When I think about it, I go home at 3 pm, I should have the whole day ahead of me to do stuff.

But I did nothing. I just went back home, and slept.

I did not feel like doing anything, did not feel like meeting anyone.

I felt like I had zero energy. I was miserable.

I see that now.

Because just yesterday, immediately after work at 6pm, I went straight to Sunway Pyramid to watch Real Steel with a bunch of friends, and later we hung out at a mamak place until it was 3 am.

And I felt that we left too soon. Still wanted to hang out more.

This feels great.

I really feel that my life is beginning to unfold.

Its that feeling you get when you've been waiting for a movie for so long, and right now you're inside the cinema, and they've just widened the screen after the previews.

Even when I stop moving, the people around me move on.

Guess its time I started moving on and try to catch up.

Peace.

Wednesday, October 12, 2011

Pursuit of happiness.

I honestly had hoped to drown myself in work once I started this job.

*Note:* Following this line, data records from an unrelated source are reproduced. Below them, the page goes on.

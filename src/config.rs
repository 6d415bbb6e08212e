//! Service configuration.
//!
//! Loaded from an optional TOML file (default `agency_hours.toml`, or the
//! path in `AGENCY_HOURS_CONFIG`). `AGENCY_API_URL` overrides the feed URL.
//! Both variables may come from a `.env` file. Every field has a default, so
//! running without any configuration targets the public directory.

use chrono_tz::Tz;
use serde::Deserialize;
use std::fmt;
use std::path::Path;
use std::time::Duration;

use crate::clock::DEFAULT_TIMEZONE;
use crate::ingest::arcgis::DEFAULT_FEED_URL;
use crate::logging::LogLevel;

pub const DEFAULT_CONFIG_PATH: &str = "agency_hours.toml";
pub const CONFIG_PATH_VAR: &str = "AGENCY_HOURS_CONFIG";
pub const API_URL_VAR: &str = "AGENCY_API_URL";

#[derive(Debug, Clone, PartialEq, Deserialize)]
#[serde(default)]
pub struct Config {
    /// Feature service query URL returning GeoJSON.
    pub api_url: String,
    /// IANA zone every evaluation is made in.
    pub timezone: String,
    pub request_timeout_secs: u64,
    pub log_level: String,
    pub log_file: Option<String>,
    pub console_timestamps: bool,
}

impl Default for Config {
    fn default() -> Self {
        Config {
            api_url: DEFAULT_FEED_URL.to_string(),
            timezone: DEFAULT_TIMEZONE.name().to_string(),
            request_timeout_secs: 30,
            log_level: "info".to_string(),
            log_file: None,
            console_timestamps: false,
        }
    }
}

#[derive(Debug, PartialEq)]
pub enum ConfigError {
    Io(String),
    Parse(String),
    InvalidTimezone(String),
    InvalidLogLevel(String),
}

impl fmt::Display for ConfigError {
    fn fmt(&self, f: &mut fmt::Formatter<'_>) -> fmt::Result {
        match self {
            ConfigError::Io(msg) => write!(f, "Config I/O error: {}", msg),
            ConfigError::Parse(msg) => write!(f, "Config parse error: {}", msg),
            ConfigError::InvalidTimezone(name) => write!(f, "Unknown timezone: {}", name),
            ConfigError::InvalidLogLevel(msg) => write!(f, "Invalid log level: {}", msg),
        }
    }
}

impl std::error::Error for ConfigError {}

impl Config {
    /// Parses TOML text. Missing keys keep their defaults.
    pub fn from_toml(text: &str) -> Result<Config, ConfigError> {
        let config: Config = toml::from_str(text).map_err(|e| ConfigError::Parse(e.to_string()))?;
        config.validate()?;
        Ok(config)
    }

    /// Reads the file at `path` if it exists; otherwise returns defaults.
    pub fn from_file(path: &Path) -> Result<Config, ConfigError> {
        if !path.exists() {
            return Ok(Config::default());
        }
        let text = std::fs::read_to_string(path)
            .map_err(|e| ConfigError::Io(format!("{}: {}", path.display(), e)))?;
        Config::from_toml(&text)
    }

    /// Full resolution: `.env`, config file, then environment overrides.
    pub fn load() -> Result<Config, ConfigError> {
        dotenv::dotenv().ok();

        let path = std::env::var(CONFIG_PATH_VAR).unwrap_or_else(|_| DEFAULT_CONFIG_PATH.to_string());
        let mut config = Config::from_file(Path::new(&path))?;

        if let Ok(url) = std::env::var(API_URL_VAR) {
            if !url.trim().is_empty() {
                config.api_url = url.trim().to_string();
            }
        }

        Ok(config)
    }

    fn validate(&self) -> Result<(), ConfigError> {
        self.zone()?;
        self.level()?;
        Ok(())
    }

    pub fn zone(&self) -> Result<Tz, ConfigError> {
        self.timezone
            .parse::<Tz>()
            .map_err(|_| ConfigError::InvalidTimezone(self.timezone.clone()))
    }

    pub fn level(&self) -> Result<LogLevel, ConfigError> {
        self.log_level.parse().map_err(ConfigError::InvalidLogLevel)
    }

    pub fn request_timeout(&self) -> Duration {
        Duration::from_secs(self.request_timeout_secs)
    }
}
/// Integration tests against the live agency directory
///
/// These tests verify:
/// 1. The feature service answers and returns GeoJSON
/// 2. Every feature maps to an agency with a schedule
/// 3. Published schedules still decode (format drift detection)
///
/// Prerequisites:
/// - Internet connectivity to reach services6.arcgis.com
///
/// They are marked #[ignore] so normal runs never depend on the network.
/// Run with: cargo test --test directory_integration -- --ignored

use agency_hours::clock::{DEFAULT_TIMEZONE, TimeSource, ZonedClock};
use agency_hours::ingest::arcgis;
use agency_hours::listing;
use agency_hours::verify::{self, VerificationStatus};

fn client() -> reqwest::blocking::Client {
    reqwest::blocking::Client::builder()
        .timeout(std::time::Duration::from_secs(30))
        .build()
        .expect("Failed to create HTTP client")
}

#[test]
#[ignore] // Don't run in CI - depends on external API
fn test_directory_returns_agencies() {
    let collection = arcgis::fetch_feed(&client(), arcgis::DEFAULT_FEED_URL)
        .expect("Agency directory request failed - check network connectivity");

    println!("✓ Directory returned {} features", collection.features.len());
    assert!(!collection.features.is_empty(), "Should receive at least one feature");

    let agencies = arcgis::map_features(&collection, &DEFAULT_TIMEZONE);
    assert!(!agencies.is_empty(), "At least one feature should map to an agency");

    for agency in &agencies {
        assert!(!agency.name.is_empty());
        assert!(agency.latitude.abs() <= 90.0, "{} latitude out of range", agency.name);
        assert!(agency.longitude.abs() <= 180.0, "{} longitude out of range", agency.name);
    }
}

#[test]
#[ignore] // Don't run in CI - depends on external API
fn test_live_schedules_still_decode() {
    let collection = arcgis::fetch_feed(&client(), arcgis::DEFAULT_FEED_URL)
        .expect("Agency directory request failed");
    let agencies = arcgis::map_features(&collection, &DEFAULT_TIMEZONE);

    let report = verify::verify_agencies(&agencies);
    verify::print_summary(&report);

    let usable = report
        .results
        .iter()
        .filter(|r| r.status != VerificationStatus::Failed)
        .count();
    assert!(usable > 0, "No agency schedule decodes - provider format may have changed");
}

#[test]
#[ignore] // Don't run in CI - depends on external API
fn test_live_listing_renders() {
    let collection = arcgis::fetch_feed(&client(), arcgis::DEFAULT_FEED_URL)
        .expect("Agency directory request failed");
    let agencies = arcgis::map_features(&collection, &DEFAULT_TIMEZONE);

    let views = listing::build_views(&agencies, ZonedClock::default().now());
    let shown = listing::filter_views(&views, "");
    let text = listing::render_text(&shown);

    println!("{}", text);
    assert_eq!(shown.len(), agencies.len());
    assert!(text.contains("Agence de "));
}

And at first it seemed like I could. Work seemed endless.

Deadlines were getting closer with each passing second.

Time flew by like you're having fun, only you weren't.

You were working. Hectic.

I loved it.

Better tons of work rather than no work.

But deadlines have passed, reports issued, drawings submitted.

Now is the laid back period.

No longer do I stay at the office to leave at only 10 pm.

I leave on time now.

I probably won't be as busy as before until next month, when deadlines start rising from the dead.

Its funny.

I used to go back from work at 3 pm, and I didn't have time for anything.

Now I go back at 6 pm, and I have loads of time to do stuff.

I'm generally occupied on each weekend, always having stuff to do, people to meet.

If only I had time before.

I've actually found time to work out!

Yeah, I found that my shirts were way too big for me, so it made me look funny.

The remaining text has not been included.